The BSDs, OS X included, have done nothing but get stronger over the years. Ditto with Linux, especially the primary distros. Windows? It primarily gets by with brand recognition and perceptions of things as they were in 99 or 2000. Sure, XP has served me well, but if you put an XP box in a regular home, it’s infested within hours, has retarded arbitrary versions (Home/Pro/Media Center) that primarily dictate how screwed on upgrades you’re office will be, removes the AppleTalk compatibility found in 2000, breaks QoS, and implements UPnP, a service best described with words from the Necronomicon. Oh, and since it lacks a well defined system and user-land, if you have multiple profiles on a machine then a single infection can cause headaches throughout, as you try to completely scrub each profile so it won’t re-infect the whole box. What does it do well? Video games and device drivers.
Why is that? Why does Windows enjoy that advantage? Well, it’s a misnomer to say they do drivers well. More accurately, hardware vendors spend the bulk of their money on developing for the biggest market share, which happens to be Windows. This has nothing to do with how good or bad a platform is, but rather how many people own it. And don’t start about how people only buy good things. They buy because, at this point, they’ve always had Windows, which was a pretty good alternative to DOS or OS, uh, 1. Apple has managed similar success, but in an odd way. They keep, or rather kept, as much in house as corporately possible. Bam, no driver issues. Also, bam, no upgrade path for the average user, at least as far as components go. Give and take, but with Apple on the smaller share. Except for schools, they owned the schools.

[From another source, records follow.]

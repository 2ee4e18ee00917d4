// Copyright 2026 The Simlin Authors. All rights reserved.
// Use of this source code is governed by the Apache License,
// Version 2.0, that can be found in the LICENSE file.

//! Property tests over generated calc() expressions and over arbitrary
//! text.
//!
//! These check that:
//! 1. printing a parsed tree reproduces the input byte for byte
//! 2. the token list covers the input contiguously from offset 0
//! 3. parse-print is idempotent
//! 4. well-formed expressions parse without errors, and the autofix
//!    printer doesn't change what they mean

use proptest::prelude::*;

use csscalc::json::to_simple_value;
use csscalc::{ParseOptions, StringifyOptions, parse, parse_with, stringify, tokenize};

fn space() -> impl Strategy<Value = String> {
    prop_oneof![
        Just(" ".to_string()),
        Just("  ".to_string()),
        Just("\n\t".to_string()),
        Just(" /* c */ ".to_string()),
    ]
}

fn maybe_space() -> impl Strategy<Value = String> {
    prop_oneof![Just(String::new()), space()]
}

fn atom() -> impl Strategy<Value = String> {
    prop_oneof![
        (0u32..1000).prop_map(|n| n.to_string()),
        (0u32..100).prop_map(|n| format!("{}.5", n)),
        Just(".25".to_string()),
        (1u32..500, "(px|em|rem|vw|PX|Q)").prop_map(|(n, u)| format!("{n}{u}")),
        (1u32..100).prop_map(|n| format!("{n}%")),
        (1u32..360, "(deg|turn|rad)").prop_map(|(n, u)| format!("{n}{u}")),
        (1u32..10, "(s|ms)").prop_map(|(n, u)| format!("{n}{u}")),
        Just("auto".to_string()),
        Just("var(--gap)".to_string()),
    ]
}

/// A well-formed expression.  `+`, `-` and `/` always have whitespace
/// on both sides, as CSS requires of `+` and `-`.
fn expr() -> impl Strategy<Value = String> {
    atom().prop_recursive(4, 32, 4, |inner| {
        prop_oneof![
            (
                inner.clone(),
                space(),
                "[-+/]",
                space(),
                inner.clone()
            )
                .prop_map(|(l, s1, op, s2, r)| format!("{l}{s1}{op}{s2}{r}")),
            (
                inner.clone(),
                maybe_space(),
                maybe_space(),
                inner.clone()
            )
                .prop_map(|(l, s1, s2, r)| format!("{l}{s1}*{s2}{r}")),
            (maybe_space(), inner.clone(), maybe_space())
                .prop_map(|(s1, e, s2)| format!("({s1}{e}{s2})")),
            (inner.clone(), maybe_space()).prop_map(|(e, s)| format!("calc({e}{s})")),
            (inner.clone(), inner.clone(), maybe_space())
                .prop_map(|(a, b, s)| format!("min({a},{s}{b})")),
            (inner.clone(), inner.clone(), inner)
                .prop_map(|(a, b, c)| format!("clamp({a}, {b}, {c})")),
        ]
    })
}

fn any_text() -> impl Strategy<Value = String> {
    r#"[a-z0-9 .+*/%(),'"{}\[\]\\\n-]{0,40}"#
}

fn assert_covered(text: &str, inline_comments: bool) {
    let options = ParseOptions::default().with_inline_comments(inline_comments);
    let (tokens, _) = tokenize(text, options);
    let mut pos = 0;
    for token in &tokens {
        assert_eq!(pos, token.loc.start, "{text:?}");
        assert!(token.loc.end > token.loc.start, "{text:?}");
        assert_eq!(&text[token.loc.start..token.loc.end], token.value);
        pos = token.loc.end;
    }
    assert_eq!(text.len(), pos, "{text:?}");
}

proptest! {
    #[test]
    fn generated_expressions_round_trip(e in expr()) {
        let root = parse(&e);
        prop_assert_eq!(&e, &root.to_string());
    }

    #[test]
    fn generated_expressions_parse_cleanly(e in expr()) {
        let root = parse(&format!("calc({e})"));
        prop_assert!(root.errors().is_empty(), "{}: {:?}", e, root.errors());
        prop_assert_eq!(1, root.nodes.len());
    }

    #[test]
    fn autofix_preserves_meaning(e in expr()) {
        let root = parse(&e);
        let fixed = stringify(&root, StringifyOptions::default().with_autofix(true));
        let reparsed = parse(&fixed);
        prop_assert_eq!(
            to_simple_value(&root).unwrap(),
            to_simple_value(&reparsed).unwrap(),
            "{:?} -> {:?}",
            e,
            fixed
        );
    }

    #[test]
    fn arbitrary_text_round_trips(text in any_text(), inline_comments in any::<bool>()) {
        let options = ParseOptions::default().with_inline_comments(inline_comments);
        let root = parse_with(&text, options);
        prop_assert_eq!(&text, &root.to_string());

        let tokens: String = root.tokens().iter().map(|t| t.value.as_str()).collect();
        prop_assert_eq!(&text, &tokens);
        assert_covered(&text, inline_comments);
    }

    #[test]
    fn parse_print_is_idempotent(text in any_text()) {
        let once = parse(&text).to_string();
        let twice = parse(&once).to_string();
        prop_assert_eq!(once, twice);
    }

    #[test]
    fn errors_are_sorted_and_unique(text in any_text()) {
        let root = parse(&text);
        let errors = root.errors();
        for pair in errors.windows(2) {
            prop_assert!(pair[0].index <= pair[1].index);
            prop_assert!(pair[0] != pair[1]);
        }
        for err in errors {
            prop_assert!(err.index <= text.len());
        }
    }
}

#[test]
fn non_ascii_round_trips() {
    for text in ["calc(1px + ünïcode)", "'日本' 1em", "/* ✓ */ 2px", "--∆(1)"] {
        assert_covered(text, true);
        assert_eq!(text, parse(text).to_string());
    }
}
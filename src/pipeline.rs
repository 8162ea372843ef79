use std::fs;
use std::path::{Path, PathBuf};
use std::time::{SystemTime, UNIX_EPOCH};

use serde::{Deserialize, Serialize};

use crate::core::model::{Line, Page};
use crate::error::{Result, ScanError};
use crate::layout::{classify, reconstruct, ClassifyOptions};
use crate::ocr::{PopplerRasterizer, Rasterizer, Recognizer, TesseractRecognizer};
use crate::text::{normalize, LexicalFilter, NormalizeOptions, SpanishFixups};

#[derive(Debug, Clone)]
pub struct PipelineConfig {
    pub input: PathBuf,
    pub output: PathBuf,
    /// Raster resolution; 300-400 is a good balance for book scans.
    pub dpi: u32,
    /// Tesseract language codes, e.g. "spa" or "spa+eng".
    pub langs: String,
    pub bottom_ratio: f32,
    pub small_text_factor: f32,
    pub strip_inline_markers: bool,
    pub dehyphenate: bool,
    /// Apply the Spanish lexical post-filter after normalization.
    pub lexical_fixups: bool,
    /// Write a JSON trace of reconstructed and kept lines per page.
    pub debug: bool,
}

impl PipelineConfig {
    pub fn new(input: PathBuf, output: PathBuf) -> Self {
        Self {
            input,
            output,
            dpi: 350,
            langs: "spa".to_string(),
            bottom_ratio: 0.22,
            small_text_factor: 0.70,
            strip_inline_markers: true,
            dehyphenate: true,
            lexical_fixups: false,
            debug: false,
        }
    }
}

/// Per-page record emitted by `--debug`: every reconstructed line alongside
/// the ones the classifier kept.
#[derive(Debug, Clone, Serialize, Deserialize)]
pub struct PageTrace {
    pub page: Page,
    pub kept: Vec<Line>,
}

/// Run the whole pipeline with the concrete poppler/tesseract collaborators.
/// Page images go to a scratch directory that is removed afterwards; a
/// successful run leaves exactly the output file (plus the opt-in trace).
pub fn run(config: &PipelineConfig) -> Result<()> {
    let work_dir = scratch_dir();
    let rasterizer = PopplerRasterizer::new(work_dir.clone(), config.dpi);
    let recognizer = TesseractRecognizer::new().with_langs(config.langs.clone());
    let result = process(&rasterizer, &recognizer, config);
    let _ = fs::remove_dir_all(&work_dir);
    result
}

/// The pipeline proper, generic over the two external collaborators.
///
/// Pages are processed strictly in order, one at a time; each page's image
/// and token set are dropped once its lines are folded into text. Nothing is
/// written until every page has been rendered and recognized.
pub fn process<R: Rasterizer, E: Recognizer>(
    rasterizer: &R,
    recognizer: &E,
    config: &PipelineConfig,
) -> Result<()> {
    let classify_opts = ClassifyOptions {
        bottom_ratio: config.bottom_ratio,
        small_text_factor: config.small_text_factor,
    };
    let normalize_opts = NormalizeOptions {
        strip_inline_markers: config.strip_inline_markers,
        dehyphenate: config.dehyphenate,
    };

    let rendered = rasterizer.render_pages(&config.input)?;

    let mut page_texts: Vec<String> = Vec::with_capacity(rendered.len());
    let mut traces: Vec<PageTrace> = Vec::new();

    for (idx, page_image) in rendered.iter().enumerate() {
        let tokens = recognizer.recognize(&page_image.path, idx)?;
        let lines = reconstruct(tokens);
        log::debug!(
            "page {}: {} lines reconstructed ({}x{} px)",
            idx + 1,
            lines.len(),
            page_image.width,
            page_image.height
        );

        let all_lines = config.debug.then(|| lines.clone());
        let kept = classify(lines, page_image.height, &classify_opts);
        log::debug!("page {}: {} lines kept", idx + 1, kept.len());

        if let Some(all_lines) = all_lines {
            traces.push(PageTrace {
                page: Page {
                    number: idx + 1,
                    height: page_image.height,
                    lines: all_lines,
                },
                kept: kept.clone(),
            });
        }

        let block = kept
            .iter()
            .map(|line| line.text.as_str())
            .collect::<Vec<_>>()
            .join("\n");
        page_texts.push(block);
    }

    let mut text = normalize(&page_texts, &normalize_opts);
    if config.lexical_fixups {
        text = SpanishFixups::new().apply(&text);
    }

    fs::write(&config.output, &text).map_err(|source| ScanError::Write {
        path: config.output.clone(),
        source,
    })?;

    if config.debug {
        write_trace(config, &traces)?;
    }

    Ok(())
}

fn write_trace(config: &PipelineConfig, traces: &[PageTrace]) -> Result<()> {
    let path = trace_path(&config.output);
    let json = serde_json::to_string_pretty(traces).map_err(|e| ScanError::Write {
        path: path.clone(),
        source: e.into(),
    })?;
    fs::write(&path, json).map_err(|source| ScanError::Write { path, source })
}

fn trace_path(output: &Path) -> PathBuf {
    let mut name = output.file_name().unwrap_or_default().to_os_string();
    name.push(".pages.json");
    output.with_file_name(name)
}

fn scratch_dir() -> PathBuf {
    let mut dir = std::env::temp_dir();
    let now = SystemTime::now()
        .duration_since(UNIX_EPOCH)
        .map(|d| d.as_millis())
        .unwrap_or(0);
    let pid = std::process::id();
    dir.push(format!("scanclean-{pid}-{now}"));
    dir
}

I read articles like that one I linked to, and can’t help but think they’ve accidentally tried something hard. Like Debian, or Slackware, or Gentoo. Sure, I’ve had issues even with the current “friendly” distros (Ubuntu, Fedora, OpenSuSE) but not often, and going from nothing to application filled machine from a single install is a mighty benefit. To say that Linux driven desktops will never come to the mainstream is as bad as saying that Windows or the Apple OS will be dropping out anytime soon. Which is to say, willfully ignorant. The biggest sticking points I’ve had, really the only one’s recently, are bluetooth and wireless. Wireless hasn’t been hard lately, but can be quirky. Bluetooth under Linux daunts me.
Two really strong factors have propelled Linux along, and accelerated it to an amazing speed. One, the people behind the kernel and respective distros are highly dedicated, with a developer base that works out of devotion rather than action items. Two, the opensource and mostly free distribution system allows big updates whenever they want. Microsoft can’t push out new versions of Windows two or three times a year, nobody could afford it. Apple releases more frequently than Windows, but the distribution is relatively small, and Mac hardware is expensive enough that it’s worth it to a lot of users. Linux? Screw it, it’s free, and that results in a very organic development cycle.
So long as they hang onto that organic growth curve, it’ll be just fine.